Conquest of Boca Toro

The Conquest of Boca Toro was a military campaign carried out by the Kingdom of Mosquitia under King George I and his Governor Timothy Briton in August 1758, resulting in Mosquitian control over the Bocas Toro Archipelago on the Caribbean coast of Central America.

Before the Mosquitian conquest of Boca Toro in 1758, the island—called by the natives as Tojar and its surrounding coastal territories—was inhabited by the Toxares (Naso) and Dorasque. These Indigenous groups occupied the area extending from the Teribe and Changuinola rivers to Bahía del Almirante and Bocas del Toro, maintaining active trade and cultural exchange networks across the Caribbean and Pacific slopes of Veragua.

Spanish colonial sources from the 17th century describe these communities as numerous, warlike, and independent of Spanish authority. Repeated conflicts among the native polities, coupled with Spanish missionary relocations, gradually weakened their resistance. In 1697, Franciscan friars, fearing the growing influence of the Miskito and English coastal raids, forcibly resettled many Térraba families to the Pacific side, founding new mission towns such as San Francisco de Térraba and Cabagra. This displacement reduced the Indigenous population along the Caribbean littoral but did not bring the region under effective Spanish control.

By the early 18th century, the Bocas del Toro archipelago had become infamous as a refuge for independent native groups who fiercely resisted all outsiders. The Toxares, described by contemporary British sources as “perfidious and savage,” were said to attack foreign traders and seafarers who entered their domain. In 1757, when a Miskito crew was massacred near Boca del Drago, Superintendent Robert Hodgson urged King George I of Mosquitia and his governor Timothy Briton to suppress the hostile groups.
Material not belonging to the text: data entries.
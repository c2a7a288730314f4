//! End-to-end kiosk sessions against simulated devices and a simulated clock

use std::cell::Cell;

use embedded_hal::delay::DelayNs;
use votekiosk_core::traits::{
    AnalogInput, ButtonLine, Indicator, TagError, TagPresence, TagReader, TextDisplay,
};
use votekiosk_core::{Kiosk, KioskConfig, ScreenKind, Selection, Uid, UiState};
use votekiosk_hal::Monotonic;

const ACCEPTED: Uid = Uid::new([0x73, 0x91, 0xB1, 0x28, 0x7B]);
const ALSO_ACCEPTED: Uid = Uid::new([0x96, 0x7C, 0x41, 0x1E, 0xB5]);
const UNKNOWN: Uid = Uid::new([0x01, 0x02, 0x03, 0x04, 0x05]);

/// Keeps the text of the current frame
#[derive(Default)]
struct Screen {
    frame: Vec<(u8, u8, String)>,
    renders: u32,
}

impl Screen {
    fn shows(&self, text: &str) -> bool {
        self.frame.iter().any(|(_, _, t)| t == text)
    }

    fn text_at(&self, page: u8, column: u8) -> Option<&str> {
        self.frame
            .iter()
            .find(|(p, c, _)| *p == page && *c == column)
            .map(|(_, _, t)| t.as_str())
    }
}

impl TextDisplay for Screen {
    type Error = ();

    fn init<D: DelayNs>(&mut self, _delay: &mut D) -> Result<(), ()> {
        Ok(())
    }

    fn clear(&mut self) -> Result<(), ()> {
        self.frame.clear();
        self.renders += 1;
        Ok(())
    }

    fn print_at(&mut self, page: u8, column: u8, text: &str) -> Result<(), ()> {
        self.frame.push((page, column, text.to_string()));
        Ok(())
    }
}

struct Pot<'a>(&'a Cell<u16>);

impl AnalogInput for Pot<'_> {
    type Error = ();

    fn init(&mut self) -> Result<(), ()> {
        Ok(())
    }

    fn read_raw(&mut self) -> u16 {
        self.0.get()
    }
}

/// Presents a tag for exactly one read
struct Antenna<'a>(&'a Cell<Option<Uid>>);

impl TagReader for Antenna<'_> {
    fn poll(&mut self) -> TagPresence {
        match self.0.get() {
            Some(_) => TagPresence::Present,
            None => TagPresence::Absent,
        }
    }

    fn read_uid(&mut self) -> Result<Uid, TagError> {
        self.0.take().ok_or(TagError::NoResponse)
    }
}

#[derive(Default)]
struct Led {
    on: bool,
}

impl Indicator for Led {
    fn set_on(&mut self, on: bool) {
        self.on = on;
    }

    fn is_on(&self) -> bool {
        self.on
    }
}

struct Button<'a>(&'a Cell<bool>);

impl ButtonLine for Button<'_> {
    fn is_pressed(&self) -> bool {
        self.0.get()
    }
}

struct SimClock<'a>(&'a Cell<u32>);

impl Monotonic for SimClock<'_> {
    fn now_ms(&self) -> u32 {
        self.0.get()
    }
}

/// Delays advance the simulated clock
struct SimDelay<'a>(&'a Cell<u32>);

impl DelayNs for SimDelay<'_> {
    fn delay_ns(&mut self, ns: u32) {
        self.0.set(self.0.get().wrapping_add(ns / 1_000_000));
    }

    fn delay_ms(&mut self, ms: u32) {
        self.0.set(self.0.get().wrapping_add(ms));
    }
}

type BenchKiosk<'a> = Kiosk<Screen, Pot<'a>, Antenna<'a>, Led, Button<'a>>;

struct Bench {
    now: Cell<u32>,
    pot: Cell<u16>,
    tag: Cell<Option<Uid>>,
    pressed: Cell<bool>,
}

impl Bench {
    fn new() -> Self {
        Self::starting_at(0)
    }

    fn starting_at(now: u32) -> Self {
        Self {
            now: Cell::new(now),
            pot: Cell::new(0),
            tag: Cell::new(None),
            pressed: Cell::new(false),
        }
    }

    fn boot(&self) -> BenchKiosk<'_> {
        let mut kiosk = Kiosk::new(
            Screen::default(),
            Pot(&self.pot),
            Antenna(&self.tag),
            Led::default(),
            Button(&self.pressed),
            KioskConfig::DEFAULT,
        );
        kiosk
            .start(&mut SimDelay(&self.now))
            .expect("simulated devices never fail");
        kiosk
    }

    fn now(&self) -> u32 {
        self.now.get()
    }

    fn tick(&self, kiosk: &mut BenchKiosk<'_>) {
        kiosk.tick(&SimClock(&self.now), &mut SimDelay(&self.now));
    }

    /// Tick until at least `ms` of simulated time has passed
    fn run_for(&self, kiosk: &mut BenchKiosk<'_>, ms: u32) {
        let start = self.now();
        while self.now().wrapping_sub(start) < ms {
            self.tick(kiosk);
        }
    }

    fn scan(&self, kiosk: &mut BenchKiosk<'_>, uid: Uid) {
        self.tag.set(Some(uid));
        self.tick(kiosk);
    }

    /// Hold the button for `ms`, then release it on the next tick
    fn press(&self, kiosk: &mut BenchKiosk<'_>, ms: u32) {
        self.pressed.set(true);
        self.run_for(kiosk, ms);
        self.pressed.set(false);
        self.tick(kiosk);
    }

    /// Scan an accepted tag and wait for the ballot to open
    fn open_ballot(&self, kiosk: &mut BenchKiosk<'_>) {
        self.scan(kiosk, ACCEPTED);
        self.run_for(kiosk, 3000);
        assert_eq!(kiosk.state().kind(), ScreenKind::CasteVote);
    }
}

#[test]
fn accepted_tag_opens_ballot_after_hold() {
    let bench = Bench::new();
    let mut kiosk = bench.boot();
    assert!(kiosk.display().shows("WELCOME"));

    bench.pot.set(3500);
    bench.scan(&mut kiosk, ACCEPTED);
    assert_eq!(
        *kiosk.state(),
        UiState::Verified {
            uid: ACCEPTED,
            until: 3000
        }
    );
    assert_eq!(kiosk.display().text_at(1, 8), Some("VOTER ID VERIFIED"));
    assert_eq!(kiosk.display().text_at(4, 10), Some("UID:73 91 B1 28 7B"));

    // Still verified right up to the deadline
    while bench.now() < 3000 {
        assert_eq!(kiosk.state().kind(), ScreenKind::Verified);
        bench.tick(&mut kiosk);
    }
    assert_eq!(kiosk.state().kind(), ScreenKind::Verified);

    bench.tick(&mut kiosk);
    assert_eq!(kiosk.state().selection(), Some(Selection::CandidateC));
    assert_eq!(kiosk.display().text_at(0, 8), Some("CASTE VOTE"));
    assert_eq!(kiosk.display().text_at(4, 2), Some(">"));
}

#[test]
fn second_reference_tag_is_accepted() {
    let bench = Bench::new();
    let mut kiosk = bench.boot();
    bench.scan(&mut kiosk, ALSO_ACCEPTED);
    assert_eq!(kiosk.state().kind(), ScreenKind::Verified);
    assert!(kiosk.display().shows("UID:96 7C 41 1E B5"));
}

#[test]
fn unknown_tag_returns_to_welcome() {
    let bench = Bench::new();
    let mut kiosk = bench.boot();
    bench.scan(&mut kiosk, UNKNOWN);
    assert_eq!(kiosk.state().kind(), ScreenKind::Invalid);
    assert!(kiosk.display().shows("VOTER ID INVALID"));
    assert!(kiosk.display().shows("UID:01 02 03 04 05"));

    bench.run_for(&mut kiosk, 3000);
    assert_eq!(*kiosk.state(), UiState::Welcome);
    assert!(kiosk.display().shows("WELCOME"));
}

#[test]
fn potentiometer_bands_select_candidates() {
    let bench = Bench::new();
    let mut kiosk = bench.boot();
    bench.open_ballot(&mut kiosk);

    for (raw, expected) in [
        (500, Selection::CandidateA),
        (2000, Selection::CandidateB),
        (3500, Selection::CandidateC),
    ] {
        bench.pot.set(raw);
        bench.tick(&mut kiosk);
        assert_eq!(kiosk.state().selection(), Some(expected));
    }
}

#[test]
fn short_press_casts_vote() {
    let bench = Bench::new();
    let mut kiosk = bench.boot();
    bench.pot.set(2000);
    bench.open_ballot(&mut kiosk);
    assert_eq!(kiosk.state().selection(), Some(Selection::CandidateB));

    bench.press(&mut kiosk, 100);
    assert!(matches!(
        kiosk.state(),
        UiState::VoteCasted {
            selection: Selection::CandidateB,
            ..
        }
    ));
    assert_eq!(kiosk.tally().count(Selection::CandidateB), 1);
    assert_eq!(kiosk.tally().total(), 1);
    assert_eq!(kiosk.display().text_at(2, 10), Some("CASTED"));
    assert_eq!(kiosk.display().text_at(4, 8), Some("CAND B"));

    bench.run_for(&mut kiosk, 3000);
    assert_eq!(*kiosk.state(), UiState::Welcome);
}

#[test]
fn long_hold_on_welcome_shows_counts() {
    let bench = Bench::new();
    let mut kiosk = bench.boot();
    bench.pot.set(0);
    bench.open_ballot(&mut kiosk);
    bench.press(&mut kiosk, 40);
    bench.run_for(&mut kiosk, 3000);
    assert_eq!(*kiosk.state(), UiState::Welcome);

    bench.pressed.set(true);
    bench.run_for(&mut kiosk, 900);
    assert!(!kiosk.display().shows("VOTE COUNTS"));

    // Overlay is redrawn every tick while held
    bench.run_for(&mut kiosk, 200);
    assert!(kiosk.display().shows("VOTE COUNTS"));
    let renders = kiosk.display().renders;
    bench.run_for(&mut kiosk, 100);
    assert!(kiosk.display().renders >= renders + 5);
    assert_eq!(kiosk.display().text_at(2, 6), Some("A: 1"));
    assert_eq!(kiosk.display().text_at(3, 6), Some("B: 0"));
    assert_eq!(kiosk.display().text_at(4, 6), Some("C: 0"));
    assert_eq!(*kiosk.state(), UiState::Welcome);

    bench.pressed.set(false);
    bench.tick(&mut kiosk);
    assert_eq!(*kiosk.state(), UiState::Welcome);
    assert!(kiosk.display().shows("WELCOME"));
    assert!(!kiosk.display().shows("VOTE COUNTS"));
}

#[test]
fn tally_counts_every_cast_exactly() {
    let bench = Bench::new();
    let mut kiosk = bench.boot();
    let ballots = [
        (100, Selection::CandidateA),
        (3000, Selection::CandidateC),
        (2000, Selection::CandidateB),
        (4095, Selection::CandidateC),
        (3999, Selection::CandidateC),
    ];

    for (raw, _) in ballots {
        bench.pot.set(raw);
        bench.open_ballot(&mut kiosk);
        bench.press(&mut kiosk, 60);
        bench.run_for(&mut kiosk, 3000);
        assert_eq!(*kiosk.state(), UiState::Welcome);
    }

    assert_eq!(kiosk.tally().count(Selection::CandidateA), 1);
    assert_eq!(kiosk.tally().count(Selection::CandidateB), 1);
    assert_eq!(kiosk.tally().count(Selection::CandidateC), 3);
    assert_eq!(kiosk.tally().total(), ballots.len() as u64);
}

#[test]
fn long_press_on_ballot_is_ignored() {
    let bench = Bench::new();
    let mut kiosk = bench.boot();
    bench.open_ballot(&mut kiosk);

    bench.press(&mut kiosk, 1500);
    assert_eq!(kiosk.state().kind(), ScreenKind::CasteVote);
    assert!(!kiosk.display().shows("VOTE COUNTS"));
    assert_eq!(kiosk.tally().total(), 0);
}

#[test]
fn short_press_abandons_verified_screen() {
    let bench = Bench::new();
    let mut kiosk = bench.boot();
    bench.scan(&mut kiosk, ACCEPTED);
    bench.press(&mut kiosk, 100);
    assert_eq!(*kiosk.state(), UiState::Welcome);
    assert_eq!(kiosk.tally().total(), 0);
}

#[test]
fn scan_outside_welcome_only_lights_indicator() {
    let bench = Bench::new();
    let mut kiosk = bench.boot();
    bench.pot.set(2000);
    bench.open_ballot(&mut kiosk);
    bench.run_for(&mut kiosk, 300);
    assert!(!kiosk.indicator().is_on());

    let before = *kiosk.state();
    bench.scan(&mut kiosk, UNKNOWN);
    assert_eq!(kiosk.state().kind(), ScreenKind::CasteVote);
    assert_eq!(kiosk.state().selection(), before.selection());
    assert!(kiosk.indicator().is_on());
}

#[test]
fn indicator_stays_on_for_minimum_window() {
    let bench = Bench::new();
    let mut kiosk = bench.boot();
    bench.scan(&mut kiosk, UNKNOWN);
    assert!(kiosk.indicator().is_on());

    // Read at t=0, so the window closes at t=200
    while bench.now() < 200 {
        assert!(kiosk.indicator().is_on());
        bench.tick(&mut kiosk);
    }
    bench.tick(&mut kiosk);
    assert!(!kiosk.indicator().is_on());
}

#[test]
fn indicator_window_extends_on_repeat_scan() {
    let bench = Bench::new();
    let mut kiosk = bench.boot();
    bench.scan(&mut kiosk, UNKNOWN);
    while bench.now() < 150 {
        bench.tick(&mut kiosk);
    }

    // Second read lands before the first window closes at t=200
    let second = bench.now();
    bench.scan(&mut kiosk, UNKNOWN);
    assert_eq!(kiosk.state().kind(), ScreenKind::Invalid);
    assert!(bench.now() > 200);
    while bench.now() < second + 200 {
        assert!(kiosk.indicator().is_on());
        bench.tick(&mut kiosk);
    }
    bench.tick(&mut kiosk);
    assert!(!kiosk.indicator().is_on());
}

fn arrow_visible(kiosk: &BenchKiosk<'_>) -> bool {
    match kiosk.state() {
        UiState::CasteVote { blink_visible, .. } => *blink_visible,
        other => panic!("left the ballot for {:?}", other),
    }
}

#[test]
fn ballot_arrow_blinks_every_half_second() {
    let bench = Bench::new();
    let mut kiosk = bench.boot();
    bench.open_ballot(&mut kiosk);
    assert_eq!(kiosk.state().selection(), Some(Selection::CandidateA));

    let mut shown = arrow_visible(&kiosk);
    assert!(shown);
    assert_eq!(kiosk.display().text_at(2, 2), Some(">"));

    let mut flips = Vec::new();
    let start = bench.now();
    while bench.now() - start < 2100 {
        let tick_start = bench.now();
        bench.tick(&mut kiosk);
        if arrow_visible(&kiosk) != shown {
            shown = !shown;
            flips.push(tick_start);
        }
        let glyph = if shown { ">" } else { " " };
        assert_eq!(kiosk.display().text_at(2, 2), Some(glyph));
    }

    assert_eq!(flips.len(), 4);
    for pair in flips.windows(2) {
        let gap = pair[1] - pair[0];
        assert!((500..520).contains(&gap), "arrow toggled after {} ms", gap);
    }
}

#[test]
fn deadlines_survive_clock_wrap() {
    let bench = Bench::starting_at(u32::MAX - 1000);
    let mut kiosk = bench.boot();
    bench.scan(&mut kiosk, UNKNOWN);
    assert_eq!(kiosk.state().kind(), ScreenKind::Invalid);

    bench.run_for(&mut kiosk, 2000);
    assert_eq!(kiosk.state().kind(), ScreenKind::Invalid);
    bench.run_for(&mut kiosk, 1100);
    assert_eq!(*kiosk.state(), UiState::Welcome);
}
The following year, in August 1758, a coordinated Mosquitian expedition led by the King and Governor Briton attacked and destroyed the Toxares strongholds on Tojar Island (Colon). The assault—carried out with hundreds of Zambo-Miskito warriors and a small number of British mariners—resulted in the annihilation or enslavement of the island's inhabitants. Contemporary Spanish and British accounts describe the campaign as marking the end of the Toxares dominance and the establishment of Mosquitian sovereignty over Boca Toro and its adjoining islands and lagoons.

This conquest consolidated Mosquitian influence across the western Caribbean frontier, extending its recognized domain from the Aguán River to Boca Toro. It was later acknowledged by Spain in 1803, which officially admitted the territory to be “in the power of the Mosquito Indians.”